Museo Archeologico al Teatro Romano
Historic Building and Museum in Verona
The archaeological museum at the Roman theater is a large museum complex located in the Veronetta district of Verona , near the bend of the Adige river ; it is made up of Palazzo Fontana, which serves as the entrance to the large area, the archaeological site of the Roman theater in Verona and the actual museum, located in the 15th century convent of the Gesuati.
The Roman theatre of Verona (Italian: Teatro Romano di Verona) is an ancient Roman theatre in Verona, northern Italy. It is not to be confused with the Roman amphitheatre known as the Verona Arena.The theatre was built in the late 1st century BC. Before its construction, two walls were built alongside the Adige River, between the Ponte di Pietra and the Ponte Postumio, to protect it against floods. Today only remains of the edifice are visible, recovered starting from around 1830. They include the cavea and the steps, several arcades of the loggias and remains of the stage. Part of the cavea was occupied by the church of S. Siro, built in the 10th century and restored in the 14th century. At the top of the hill there was an ancient temple, built on a series of terraces.
The archaeological collections that would later become part of the material available to the archaeological museum at the Roman theater, were previously deposited, at least since 1857, at the civic museum which was located inside Palazzo Pompei , a building designed by the Renaissance architect. mannerist Michele Sanmicheli and located near Porta Vittoria .

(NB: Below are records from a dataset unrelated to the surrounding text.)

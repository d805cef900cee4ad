//! Control flow type narrowing
//!
//! Scans a function body for instance checks and `is None` guards and
//! records the narrowed type per variable. Guards feed the inference
//! chain just below explicit annotations.

use std::collections::HashMap;

use crate::features::parsing::domain::{SyntaxKind, SyntaxNode};
use crate::features::type_inference::infrastructure::engine::NarrowingContext;

pub struct NarrowingAnalyzer;

impl NarrowingAnalyzer {
    /// Collect narrowing facts for one function.
    pub fn analyze(function_syntax: &SyntaxNode) -> NarrowingContext {
        let mut narrowed = HashMap::new();
        for node in function_syntax.descendants_until_definition() {
            if node.kind != SyntaxKind::IfStmt {
                continue;
            }
            let Some(condition) = node
                .children
                .iter()
                .find(|c| !c.is_token() && c.kind != SyntaxKind::Block)
            else {
                continue;
            };
            if let Some((var, ty)) = isinstance_guard(condition) {
                narrowed.insert(var, ty);
            } else if let Some(var) = is_none_guard(condition) {
                narrowed.insert(var, "None".to_string());
            }
        }
        NarrowingContext { narrowed }
    }
}

/// `isinstance(x, str)` → (x, str)
fn isinstance_guard(condition: &SyntaxNode) -> Option<(String, String)> {
    let call = if condition.kind == SyntaxKind::CallExpr {
        condition
    } else {
        condition
            .children
            .iter()
            .find(|c| c.kind == SyntaxKind::CallExpr)?
    };
    let callee = call.children.first()?;
    if callee.kind != SyntaxKind::NameExpr || callee.text() != "isinstance" {
        return None;
    }
    let args = call
        .children
        .iter()
        .find(|c| matches!(c.raw_kind.as_deref(), Some("argument_list") | Some("arguments")))?;
    let named: Vec<&SyntaxNode> = args
        .children
        .iter()
        .filter(|c| c.kind == SyntaxKind::NameExpr)
        .collect();
    if named.len() < 2 {
        return None;
    }
    Some((named[0].text().to_string(), named[1].text().to_string()))
}

/// `x is None` → x
fn is_none_guard(condition: &SyntaxNode) -> Option<String> {
    if condition.kind != SyntaxKind::BinaryExpr {
        return None;
    }
    let has_is = condition
        .children
        .iter()
        .any(|c| c.is_token() && c.text() == "is");
    let has_not = condition
        .children
        .iter()
        .any(|c| c.is_token() && c.text() == "not");
    let has_none = condition
        .children
        .iter()
        .any(|c| c.kind == SyntaxKind::LiteralExpr && c.text() == "None");
    if !has_is || !has_none || has_not {
        return None;
    }
    condition
        .children
        .iter()
        .find(|c| c.kind == SyntaxKind::NameExpr)
        .map(|c| c.text().to_string())
}

#[cfg(test)]
mod tests {
    use super::*;
    use crate::features::parsing::ResilientParser;

    fn analyze(source: &str) -> NarrowingContext {
        let tree = ResilientParser::python().parse(source, "t.py").unwrap();
        let func = tree.root.find_definition_at(1).unwrap();
        NarrowingAnalyzer::analyze(func)
    }

    #[test]
    fn test_isinstance_narrowing() {
        let ctx = analyze("def f(x):\n    if isinstance(x, str):\n        y = x\n");
        assert_eq!(ctx.narrowed.get("x").map(String::as_str), Some("str"));
    }

    #[test]
    fn test_is_none_narrowing() {
        let ctx = analyze("def f(x):\n    if x is None:\n        return\n");
        assert_eq!(ctx.narrowed.get("x").map(String::as_str), Some("None"));
    }

    #[test]
    fn test_is_not_none_not_narrowed_to_none() {
        let ctx = analyze("def f(x):\n    if x is not None:\n        return\n");
        assert!(ctx.narrowed.get("x").is_none());
    }

    #[test]
    fn test_plain_condition_no_narrowing() {
        let ctx = analyze("def f(x):\n    if x > 3:\n        return\n");
        assert!(ctx.narrowed.is_empty());
    }
}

The first archaeological finds came from private collections that were donated to the Municipality of Verona over the years, but in particular in the nineteenth century, by important Veronese families. Particularly precious were therefore the donations that went to form the first catalog, the work of Giovanni Fontana, whose legacy included many decorative elements and statues from the theater area, by Giacomo Verità, whose collection included Etruscan urns, bronze statues, Greek oil lamps and vases, and the donations of numerous epigraphs by Girolamo Orti Manara and Antonio Smania.
Subsequently, the Municipality worked hard to purchase several other collections, including that of Jacopo Muselli , which included objects in glass, terracotta and bronze, that of the archaeologist Bernardino Biondelli , including Etruscan vases, and the collection of ceramic vases. of the Lazise-Gazzola family, while Carlo Alessandri, in 1895, donated his large collection of statues, vases, bronze statuettes and glass objects. To these collections were added other finds found in the course of archaeological excavations carried out in the city and in the province of Verona .
Finally in 1904 the Municipality bought, from the heirs of Andrea Monga, the whole area on which the archaeological site of the theater stood, including the buildings that stood there and the archaeological collections of epigraphs and decorative and architectural elements coming from the excavations carried out in the same area . The archaeological museum was thus established in 1924 and found its seat in the fifteenth-century convent of the Gesuati, a complex that dominates the area of the Roman theater from above and which was suppressed by a Napoleonic decree in 1805.
After the museum set-up created during the 1930s, the museum was no longer the subject of major construction sites for many years. Only in the seventies there were some restorations, but more important works of consolidation of the structures and the renewal of the museum layout were carried out only between 2013 and 2016, when the museum was thus reopened to the public with an updated museographic look.